Interprétant largement le texte, mais respectant en cela l'intention du législateur, le Conseil d'État juge que cette disposition liant directement et immédiatement ce recouvrement des droits à la mise en conformité des statuts, il importe peu que celle-ci intervienne en cours d'instance, ce qui a pour effet de régulariser ipso facto la requête, comme c'est le cas en l'espèce.

Ainsi, doit être annulé le jugement rejetant en pareille circonstance le recours de l'association syndicale pour irrecevabilité.

(24 février 2021, Association syndicale libre de La Joallière, n° 432417)

 

137 - Procédure de déclaration de projet - Opération d'aménagement - Mise en compatibilité du plan d'occupation des sols (POS) - Réunion d'examen conjoint par les personnes publiques associées à l'élaboration de ce document - Nouvelle réunion nécessaire pour aboutir à un procès-verbal de réunion conforme au projet modifié - Nouvelle réunion non nécessaire en cas de compléments apportés au rapport de présentation du document d'urbanisme pour satisfaire aux exigences de l'évaluation environnementale - Annulation de l'arrêt exigeant en l'espèce une nouvelle réunion.

La commune requérante a engagé une procédure de déclaration de projet pour la réalisation d'une opération d'aménagement comprenant 140 logements, dont 80 logements locatifs sociaux, sur des parcelles jusque-là classées en zone agricole, d'une superficie totale de 20 hectares. Cette procédure a conduit à la mise en compatibilité du POS de la commune à la suite d'une réunion d'examen conjoint par les personnes publiques associées à l'élaboration de ce document. Par la suite l'autorité étatique compétente a émis son avis sur l'évaluation environnementale et une enquête publique a été organisée.

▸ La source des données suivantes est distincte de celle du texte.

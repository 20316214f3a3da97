//! End-to-end crawl tests against mock HTTP servers

mod crawl_tests;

La commune ayant produit un document intitulé "addenda au rapport de présentation et évaluation environnementale", comportant une série de réponses aux observations qui avaient été faite au cours de l'enquête publique et du fait de l'avis de l'autorité environnementale et ayant complété sur des éléments de fond le dossier de présentation de la mise en compatibilité du plan d'occupation des sols, le conseil municipal a, ensuite, déclaré ce projet comme étant d'intérêt général et il a approuvé la mise en compatibilité du POS de la commune.

Une association a contesté cette délibération, en vain en première instance, avec succès en appel. La cour administrative d'appel a, en effet, estimé que les compléments apportés au rapport de présentation du document d'urbanisme, qui portaient sur la description et l'évaluation des incidences notables que le document pouvait avoir sur l'environnement, rendaient nécessaire une nouvelle réunion des personnes publiques associées et, jugeant qu'en l'absence de cette nouvelle réunion, le public avait été privé d'une garantie, elle a en conséquence annulé la délibération attaquée.

Cet arrêt est annulé car selon le Conseil d'État, "une nouvelle réunion d'examen conjoint n'a, en principe, pas à être organisée en cas de compléments apportés au rapport de présentation du document d'urbanisme pour satisfaire aux exigences de l'évaluation environnementale en ce qui concerne la description et l'évaluation, prévue au 1° de l'article L. 104-4 du code de l'urbanisme (...), des incidences notables que peut avoir le document sur l'environnement ou l'exposé, prévu au 3° du même article, des raisons pour lesquelles, notamment du point de vue de la protection de l'environnement, parmi les partis d'aménagement envisagés, le projet a été retenu".

Poursuivant sur une tendance jurisprudentielle désormais bien établie, le juge retient une interprétation très souple des dispositions ici en cause.